If you are experiencing any of the following symptoms, your doctor or nurse-midwife may advise you to avoid intercourse:
- a history of miscarriage
- abdominal pain
- vaginal bleeding
- vaginal pain or infection
- any condition that puts you at risk of preterm labor
One of the best ways to maintain a healthy sexual relationship is by maintaining a healthy emotional relationship. Try to have fun together, sharing the excitement of this special time.
Talk each other, listen to each other, and laugh with each other. Keep in mind that sex isn't everything. Hugging, touching, and cuddling are just as good at bringing two-people closer together.
When you resume sexual activity after the birth of your child is an individual matter.
Following these general guidelines may help:
- The earliest you should have sex is after your vaginal discharge has changed from brownish-red to white or clear. This is an indication that your uterus has healed.
- If you have sore stitches or a tear, you may not be ready for sex until after your 6-week checkup.
- The hormones of pregnancy and breastfeeding reduce normal vaginal lubrication. Use K-Y Jelly if you need an additional lubricant.
If your stitches tear or make your vagina very tender, try these suggestions:
- Avoid having sex if you feel uncomfortable or have any pain. Some women may require more time to heal than others.
- Use a generous amount of lubricant.
- Try sexual positions like side-to-side or you on top of your partner for a while to put less strain on your incision.
- Try feeding your baby before sex. Your baby may sleep and give you two some time alone!
More information related to sexual activity after birth:
- If you are breastfeeding, your milk may leak out when you have an orgasm.
- Remember even though you have just given birth and may be breastfeeding, you can still get pregnant.
- If you find that sex is still uncomfortable after a few months, talk to your health care provider.
- Discuss your feelings and concerns with your partner.
Some women desire sex just a few weeks after giving birth. Others need more time. Whether giving birth vaginally or by Cesarean-section, your body will need some time to heal before having
intercourse again.
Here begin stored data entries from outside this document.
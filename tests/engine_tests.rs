//! Integration tests for the extraction and concatenation engines

mod common;

use std::sync::Arc;
use std::time::Duration;

use common::{request, Event, MockConcat, MockTranscoder, RecordingReporter};
use highlight_reel::{
    Acceleration, CancelToken, ConcatStage, ExtractionOrchestrator, ExtractionStatus, RunOutcome,
    SegmentRequest,
};
use tempfile::TempDir;

fn requests(temp: &TempDir, count: usize) -> Vec<SegmentRequest> {
    (0..count).map(|i| request(temp.path(), i)).collect()
}

// Extraction orchestrator

#[tokio::test(flavor = "multi_thread", worker_threads = 4)]
async fn test_concurrency_never_exceeds_cap() {
    let temp = TempDir::new().unwrap();
    let transcoder = Arc::new(MockTranscoder::default().with_delay(Duration::from_millis(30)));
    let reporter = Arc::new(RecordingReporter::default());
    let orchestrator = ExtractionOrchestrator::new(transcoder.clone(), reporter.clone());

    let status = orchestrator
        .run(&requests(&temp, 20), Acceleration::Software, &CancelToken::new())
        .await;

    assert_eq!(status, ExtractionStatus::Finished { dispatched: 20 });
    assert_eq!(transcoder.calls(), 20);
    assert!(transcoder.max_in_flight() <= 4);
    assert!(transcoder.max_in_flight() > 1);
}

#[tokio::test]
async fn test_progress_reaches_extraction_ceiling() {
    let temp = TempDir::new().unwrap();
    let transcoder = Arc::new(MockTranscoder::default());
    let reporter = Arc::new(RecordingReporter::default());
    let orchestrator = ExtractionOrchestrator::new(transcoder, reporter.clone());

    orchestrator
        .run(&requests(&temp, 7), Acceleration::Software, &CancelToken::new())
        .await;

    let progress = reporter.progress();
    assert_eq!(progress.len(), 7);
    assert!(progress.windows(2).all(|w| w[0] <= w[1]));
    assert!(progress.iter().all(|p| *p <= 80));
    assert_eq!(progress.last(), Some(&80));
}

#[tokio::test]
async fn test_failures_do_not_stop_siblings() {
    let temp = TempDir::new().unwrap();
    let transcoder = Arc::new(
        MockTranscoder::default().failing_when(|r| r.start_seconds < 30.0),
    );
    let reporter = Arc::new(RecordingReporter::default());
    let orchestrator = ExtractionOrchestrator::new(transcoder.clone(), reporter.clone());
    let planned = requests(&temp, 5);

    let status = orchestrator
        .run(&planned, Acceleration::Software, &CancelToken::new())
        .await;

    assert!(!status.is_cancelled());
    assert_eq!(transcoder.calls(), 5);
    assert_eq!(reporter.progress().last(), Some(&80));

    let logs = reporter.logs();
    let failures = logs.iter().filter(|l| l.starts_with("Failed to extract")).count();
    let successes = logs.iter().filter(|l| l.starts_with("Extracted segment:")).count();
    assert_eq!(failures, 3);
    assert_eq!(successes, 2);

    assert!(!planned[0].output_path.exists());
    assert!(planned[3].output_path.exists());
    assert!(planned[4].output_path.exists());
}

#[tokio::test]
async fn test_cancelled_before_dispatch_submits_nothing() {
    let temp = TempDir::new().unwrap();
    let transcoder = Arc::new(MockTranscoder::default());
    let reporter = Arc::new(RecordingReporter::default());
    let orchestrator = ExtractionOrchestrator::new(transcoder.clone(), reporter.clone());

    let token = CancelToken::new();
    token.cancel();
    let status = orchestrator
        .run(&requests(&temp, 6), Acceleration::Software, &token)
        .await;

    assert_eq!(
        status,
        ExtractionStatus::Cancelled {
            dispatched: 0,
            skipped: 6
        }
    );
    assert_eq!(transcoder.calls(), 0);
    assert!(reporter.progress().is_empty());
}

#[tokio::test(flavor = "multi_thread", worker_threads = 4)]
async fn test_cancel_mid_run_drains_in_flight_work() {
    let temp = TempDir::new().unwrap();
    let transcoder = Arc::new(MockTranscoder::default().with_delay(Duration::from_millis(200)));
    let reporter = Arc::new(RecordingReporter::default());
    let orchestrator = ExtractionOrchestrator::new(transcoder.clone(), reporter.clone());
    let planned = requests(&temp, 12);

    let token = CancelToken::new();
    let canceller = token.clone();
    tokio::spawn(async move {
        tokio::time::sleep(Duration::from_millis(50)).await;
        canceller.cancel();
    });

    let status = orchestrator.run(&planned, Acceleration::Software, &token).await;

    assert!(status.is_cancelled());
    assert!(status.dispatched() <= 4);
    assert_eq!(transcoder.calls(), status.dispatched());
    // Every dispatched task finished before run returned
    assert_eq!(reporter.progress().len(), status.dispatched());
}

#[tokio::test]
async fn test_timeout_counts_as_segment_failure() {
    let temp = TempDir::new().unwrap();
    let transcoder = Arc::new(MockTranscoder::default().with_delay(Duration::from_secs(5)));
    let reporter = Arc::new(RecordingReporter::default());
    let orchestrator = ExtractionOrchestrator::new(transcoder, reporter.clone())
        .with_timeout(Some(Duration::from_millis(50)));
    let planned = requests(&temp, 2);

    let status = orchestrator
        .run(&planned, Acceleration::Software, &CancelToken::new())
        .await;

    assert_eq!(status, ExtractionStatus::Finished { dispatched: 2 });
    let logs = reporter.logs();
    assert_eq!(logs.len(), 2);
    assert!(logs.iter().all(|l| l.contains("timed out")));
    assert!(planned.iter().all(|r| !r.output_path.exists()));
}

#[tokio::test(flavor = "multi_thread", worker_threads = 4)]
async fn test_panic_stops_dispatch_and_drains_siblings() {
    let temp = TempDir::new().unwrap();
    let transcoder = Arc::new(
        MockTranscoder::default()
            .with_delay(Duration::from_millis(200))
            .panicking_when(|r| r.start_seconds == 0.0),
    );
    let reporter = Arc::new(RecordingReporter::default());
    let orchestrator = ExtractionOrchestrator::new(transcoder.clone(), reporter.clone());
    let planned = requests(&temp, 10);

    let joined = tokio::spawn(async move {
        orchestrator
            .run(&planned, Acceleration::Software, &CancelToken::new())
            .await
    })
    .await;

    let err = joined.unwrap_err();
    assert!(err.is_panic());
    assert_eq!(transcoder.in_flight(), 0);
    assert!(transcoder.calls() < 10);
    // Every sibling finished and reported before the panic surfaced
    assert_eq!(reporter.progress().len(), transcoder.calls() - 1);
}

// Concatenation stage

#[tokio::test]
async fn test_concat_uses_survivors_in_planned_order() {
    let temp = TempDir::new().unwrap();
    let planned = requests(&temp, 4);
    std::fs::write(&planned[0].output_path, b"a").unwrap();
    std::fs::write(&planned[2].output_path, b"c").unwrap();
    std::fs::write(&planned[3].output_path, b"d").unwrap();

    let concat = Arc::new(MockConcat::default());
    let reporter = Arc::new(RecordingReporter::default());
    let output = temp.path().join("reel.mp4");

    let outcome = ConcatStage::new(concat.clone(), reporter.clone())
        .run(&planned, &output, Acceleration::Software)
        .await;

    assert_eq!(
        outcome,
        RunOutcome::Completed {
            output_path: output.clone()
        }
    );
    assert_eq!(
        concat.calls(),
        vec![vec![
            planned[0].output_path.clone(),
            planned[2].output_path.clone(),
            planned[3].output_path.clone(),
        ]]
    );
    assert!(reporter
        .logs()
        .contains(&"Concatenating 3 of 4 segments...".to_string()));
    assert_eq!(reporter.events().last(), Some(&Event::Progress(100)));
    assert!(output.exists());
    assert!(planned.iter().all(|r| !r.output_path.exists()));
}

#[tokio::test]
async fn test_concat_without_survivors_fails() {
    let temp = TempDir::new().unwrap();
    let planned = requests(&temp, 3);
    let concat = Arc::new(MockConcat::default());
    let reporter = Arc::new(RecordingReporter::default());

    let outcome = ConcatStage::new(concat.clone(), reporter.clone())
        .run(&planned, &temp.path().join("reel.mp4"), Acceleration::Software)
        .await;

    assert_eq!(outcome, RunOutcome::failed("Extraction failed for all segments"));
    assert!(concat.calls().is_empty());
    assert!(reporter.progress().is_empty());
}

#[tokio::test]
async fn test_concat_failure_keeps_segments() {
    let temp = TempDir::new().unwrap();
    let planned = requests(&temp, 2);
    for request in &planned {
        std::fs::write(&request.output_path, b"x").unwrap();
    }
    let concat = Arc::new(MockConcat::failing());
    let reporter = Arc::new(RecordingReporter::default());

    let outcome = ConcatStage::new(concat, reporter.clone())
        .run(&planned, &temp.path().join("reel.mp4"), Acceleration::Software)
        .await;

    match outcome {
        RunOutcome::Failed { message } => {
            assert!(message.starts_with("Concat failed:"));
            assert!(message.contains("Invalid data found"));
        }
        other => panic!("expected failure, got {:?}", other),
    }
    assert!(!reporter.progress().contains(&100));
    assert!(planned.iter().all(|r| r.output_path.exists()));
}

#[tokio::test]
async fn test_directory_at_segment_path_is_not_a_survivor() {
    let temp = TempDir::new().unwrap();
    let planned = requests(&temp, 2);
    std::fs::create_dir(&planned[0].output_path).unwrap();
    std::fs::write(&planned[1].output_path, b"x").unwrap();

    let survivors = highlight_reel::engine::concat::existing_segments(&planned).await;

    assert_eq!(survivors, vec![planned[1].output_path.clone()]);
}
Most doctors recommend a 6-week waiting-period so that postpartum bleeding can cease, the cervix can close, and any tears or lacerations can heal.
Be aware that your vagina may be dry or tender (especially if you're breast-feeding), so begin with cuddling, kissing or massage and build stimulation slowly. Muscle-tone in the vagina is
decreased by vaginal deliveries, reducing pleasurable friction. The Kegel exercises will help with this.
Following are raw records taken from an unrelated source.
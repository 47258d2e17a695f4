//! Command implementations

use std::path::{Path, PathBuf};

use anyhow::{Context, Result};
use rand::rngs::StdRng;
use rand::seq::SliceRandom;
use rand::SeedableRng;
use serde::Serialize;
use tracing::{info, warn};

use crate::app::container::{AppContainer, DefaultAppContainer};
use crate::cli::args::{PlanArgs, ProbeArgs, RunArgs};
use crate::config_initialization::resolve_job_config;
use crate::domain::model::{RunOutcome, SegmentRequest};
use crate::utils::path::expand_inputs;
use crate::utils::time::format_hms;

/// Execute the run command
pub async fn run(config_file: Option<&Path>, args: RunArgs) -> Result<()> {
    let config = resolve_job_config(config_file, args.to_layer())
        .context("Failed to resolve job configuration")?;
    info!(
        files = config.files.len(),
        output = %config.output_path.display(),
        "Starting run"
    );

    let container = DefaultAppContainer::new();
    let session = container.job_session();
    let mut handle = session.start(config).context("Failed to start job")?;

    let outcome = loop {
        tokio::select! {
            joined = &mut handle => break joined.context("Job task failed")?,
            signal = tokio::signal::ctrl_c() => {
                signal.context("Failed to listen for Ctrl-C")?;
                if session.stop() {
                    warn!("Stopping: waiting for in-flight segments to finish");
                }
            }
        }
    };

    match outcome {
        RunOutcome::Completed { output_path } => {
            println!("{}", output_path.display());
            Ok(())
        }
        RunOutcome::Cancelled => Err(anyhow::anyhow!("Run cancelled")),
        RunOutcome::Failed { message } => Err(anyhow::anyhow!(message)),
    }
}

/// Execute the plan command
pub async fn plan(config_file: Option<&Path>, args: PlanArgs) -> Result<()> {
    let config = resolve_job_config(config_file, args.planning.to_layer())
        .context("Failed to resolve job configuration")?;

    let container = DefaultAppContainer::new();
    let mut rng = match config.seed {
        Some(seed) => StdRng::seed_from_u64(seed),
        None => StdRng::from_entropy(),
    };
    let mut requests = container.plan_interactor().plan(&config, &mut rng).await;
    if config.shuffle_segments {
        requests.shuffle(&mut rng);
    }

    if args.json {
        let json = serde_json::to_string_pretty(&requests)
            .context("Failed to serialize plan to JSON")?;
        println!("{}", json);
    } else {
        display_plan(&requests);
    }

    info!(segments = requests.len(), "Plan completed");
    Ok(())
}

#[derive(Serialize)]
struct ProbeReport {
    path: PathBuf,
    duration_seconds: Option<f64>,
    error: Option<String>,
}

/// Execute the probe command
pub async fn probe(args: ProbeArgs) -> Result<()> {
    let files = expand_inputs(&args.inputs).context("Failed to expand inputs")?;
    let probe_port = DefaultAppContainer::new().ports().probe;

    let mut reports = Vec::with_capacity(files.len());
    for path in files {
        let report = match probe_port.probe_duration(&path).await {
            Ok(duration) => ProbeReport {
                path,
                duration_seconds: Some(duration),
                error: None,
            },
            Err(err) => ProbeReport {
                path,
                duration_seconds: None,
                error: Some(err.to_string()),
            },
        };
        reports.push(report);
    }

    if args.json {
        let json = serde_json::to_string_pretty(&reports)
            .context("Failed to serialize probe results to JSON")?;
        println!("{}", json);
    } else {
        for report in &reports {
            match (report.duration_seconds, &report.error) {
                (Some(duration), _) => {
                    println!("{}\t{}", format_hms(duration), report.path.display())
                }
                (None, Some(error)) => println!("error\t{}: {}", report.path.display(), error),
                (None, None) => {}
            }
        }
    }

    Ok(())
}

/// Display a plan in human-readable format
fn display_plan(requests: &[SegmentRequest]) {
    println!("Segment Plan");
    println!("============");
    if requests.is_empty() {
        println!("No segments planned");
        return;
    }

    for (i, request) in requests.iter().enumerate() {
        println!(
            "{:>4}  {} -> {} ({:.3}s)  {}",
            i + 1,
            format_hms(request.start_seconds),
            format_hms(request.end_seconds()),
            request.duration_seconds,
            request.source_path.display()
        );
    }

    let total: f64 = requests.iter().map(|r| r.duration_seconds).sum();
    println!();
    println!("{} segments, {} total", requests.len(), format_hms(total));
}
Use a lubricating cream or gel if dryness is a problem. It may also be helpful to try some different positions. Communicate openly with your partner about what feels good, and what does not.
Talk with your doctor or nurse-midwife if discomfort or pain continues. Applying a low-dose estrogen cream to the vagina may be helpful, and your health care provider may also recommend
Unless you're hoping to become pregnant right away, use a reliable method of birth control. Barrier methods like condoms and spermicides are preferred by many, but hormonal birth control is ok too.
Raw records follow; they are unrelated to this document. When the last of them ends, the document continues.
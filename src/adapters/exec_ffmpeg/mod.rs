//! FFmpeg execution adapter
//!
//! Extracts normalized segments and concatenates them by running the
//! `ffmpeg` executable.

use std::ffi::{OsStr, OsString};
use std::path::{Path, PathBuf};
use std::process::Stdio;

use async_trait::async_trait;
use tokio::process::Command;
use tracing::debug;

use crate::domain::errors::*;
use crate::domain::model::*;
use crate::ports::*;
use crate::utils::time::ffmpeg_seconds;

/// Normalization filter: fit into 1080p and pad to the full frame
const NORMALIZE_FILTER: &str =
    "scale=1920:1080:force_original_aspect_ratio=decrease,pad=1920:1080:(ow-iw)/2:(oh-ih)/2";
const OUTPUT_FRAME_RATE: &str = "30";

/// Build a command that is killed when dropped and, on Windows, does not
/// open a console window.
pub(crate) fn hidden_command<S: AsRef<OsStr>>(program: S) -> Command {
    let mut cmd = Command::new(program);
    cmd.stdin(Stdio::null()).kill_on_drop(true);
    #[cfg(windows)]
    {
        const CREATE_NO_WINDOW: u32 = 0x0800_0000;
        cmd.creation_flags(CREATE_NO_WINDOW);
    }
    cmd
}

/// FFmpeg-based transcoder and concatenator
pub struct FfmpegAdapter {
    program: OsString,
}

impl FfmpegAdapter {
    pub fn new(program: impl Into<OsString>) -> Self {
        Self {
            program: program.into(),
        }
    }
}

#[async_trait]
impl TranscodePort for FfmpegAdapter {
    async fn extract(
        &self,
        request: &SegmentRequest,
        acceleration: Acceleration,
    ) -> Result<String, DomainError> {
        ensure_parent_dir(&request.output_path).await?;

        let args = extract_args(request, acceleration);
        debug!(segment = %request, ?args, "Running ffmpeg extract");
        let output = hidden_command(&self.program)
            .args(&args)
            .output()
            .await
            .map_err(|e| DomainError::TranscodeFailed {
                message: format!("failed to launch ffmpeg: {}", e),
                diagnostics: String::new(),
            })?;

        let diagnostics = String::from_utf8_lossy(&output.stderr).to_string();
        if !output.status.success() {
            return Err(DomainError::TranscodeFailed {
                message: format!("ffmpeg exited with {}", output.status),
                diagnostics,
            });
        }
        Ok(diagnostics)
    }
}

#[async_trait]
impl ConcatPort for FfmpegAdapter {
    async fn concat(
        &self,
        segments: &[PathBuf],
        output_path: &Path,
        acceleration: Acceleration,
    ) -> Result<String, DomainError> {
        ensure_parent_dir(output_path).await?;

        let list_dir = tempfile::Builder::new().prefix("concat_").tempdir()?;
        let list_path = list_dir.path().join("list.txt");
        tokio::fs::write(&list_path, concat_list(segments)?).await?;

        let args = concat_args(&list_path, output_path, acceleration);
        debug!(segments = segments.len(), ?args, "Running ffmpeg concat");
        let output = hidden_command(&self.program)
            .args(&args)
            .output()
            .await
            .map_err(|e| DomainError::ConcatFailed {
                message: format!("failed to launch ffmpeg: {}", e),
                diagnostics: String::new(),
            })?;

        let diagnostics = String::from_utf8_lossy(&output.stderr).to_string();
        if !output.status.success() {
            return Err(DomainError::ConcatFailed {
                message: format!("ffmpeg exited with {}", output.status),
                diagnostics,
            });
        }
        Ok(diagnostics)
    }
}

/// Arguments for extracting and normalizing one segment
pub fn extract_args(request: &SegmentRequest, acceleration: Acceleration) -> Vec<OsString> {
    let mut args: Vec<OsString> = ["-y", "-err_detect", "ignore_err", "-ignore_unknown", "-ss"]
        .iter()
        .map(OsString::from)
        .collect();
    args.push(ffmpeg_seconds(request.start_seconds).into());
    args.push("-i".into());
    args.push(request.source_path.clone().into_os_string());
    args.push("-t".into());
    args.push(ffmpeg_seconds(request.duration_seconds).into());
    args.extend(
        [
            "-vf",
            NORMALIZE_FILTER,
            "-r",
            OUTPUT_FRAME_RATE,
            "-c:v",
            acceleration.video_codec(),
            "-preset",
            acceleration.extract_preset(),
            "-c:a",
            "aac",
            "-ar",
            "44100",
            "-ac",
            "2",
            "-pix_fmt",
            "yuv420p",
        ]
        .iter()
        .map(OsString::from),
    );
    args.push(request.output_path.clone().into_os_string());
    args
}

/// Arguments for concatenating the segments named in `list_path`
pub fn concat_args(list_path: &Path, output_path: &Path, acceleration: Acceleration) -> Vec<OsString> {
    let mut args: Vec<OsString> = ["-y", "-f", "concat", "-safe", "0", "-i"]
        .iter()
        .map(OsString::from)
        .collect();
    args.push(list_path.as_os_str().to_os_string());
    args.extend(
        [
            "-c:v",
            acceleration.video_codec(),
            "-preset",
            acceleration.concat_preset(),
            "-c:a",
            "aac",
        ]
        .iter()
        .map(OsString::from),
    );
    args.push(output_path.as_os_str().to_os_string());
    args
}

/// Concat demuxer list: one quoted absolute path per line
pub fn concat_list(segments: &[PathBuf]) -> Result<String, DomainError> {
    let mut list = String::new();
    for segment in segments {
        let absolute = absolute_path(segment)?;
        let normalized = absolute.to_string_lossy().replace('\\', "/");
        list.push_str(&format!("file '{}'\n", normalized.replace('\'', "'\\''")));
    }
    Ok(list)
}

fn absolute_path(path: &Path) -> Result<PathBuf, DomainError> {
    if path.is_absolute() {
        Ok(path.to_path_buf())
    } else {
        Ok(std::env::current_dir()?.join(path))
    }
}

async fn ensure_parent_dir(path: &Path) -> Result<(), DomainError> {
    match path.parent() {
        Some(dir) if !dir.as_os_str().is_empty() => {
            tokio::fs::create_dir_all(dir).await?;
            Ok(())
        }
        _ => Ok(()),
    }
}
Important Note: If you are breast-feeding, be certain you select a hormone method which doesn't interfere. Ask your doctor or nurse-midwife about the options during your
It is important to note that your sex-drive may be affected by fatigue, changes in body-image and even mild depression. If you feel uninterested in having sex, it may be a perfectly natural
phase. Remember that there's more to sexual intimacy than intercourse. You and your partner are both adjusting to life with a new baby, so open communication is critical. If you're afraid sex
will be painful or you're feeling undesirable, share your concerns with your partner. Intimacy can be shared in other ways, until you're ready to have sex again.
One of the most important things you can do is to spend time together without the baby, even if it's just moments in the morning or after baby's bedtime at night. Brief phone-calls during the
day are helpful, and taking a bath together might be an additional way to express affection. More than anything else, we recommend taking it easy. Allow yourselves space to adjust to parenthood.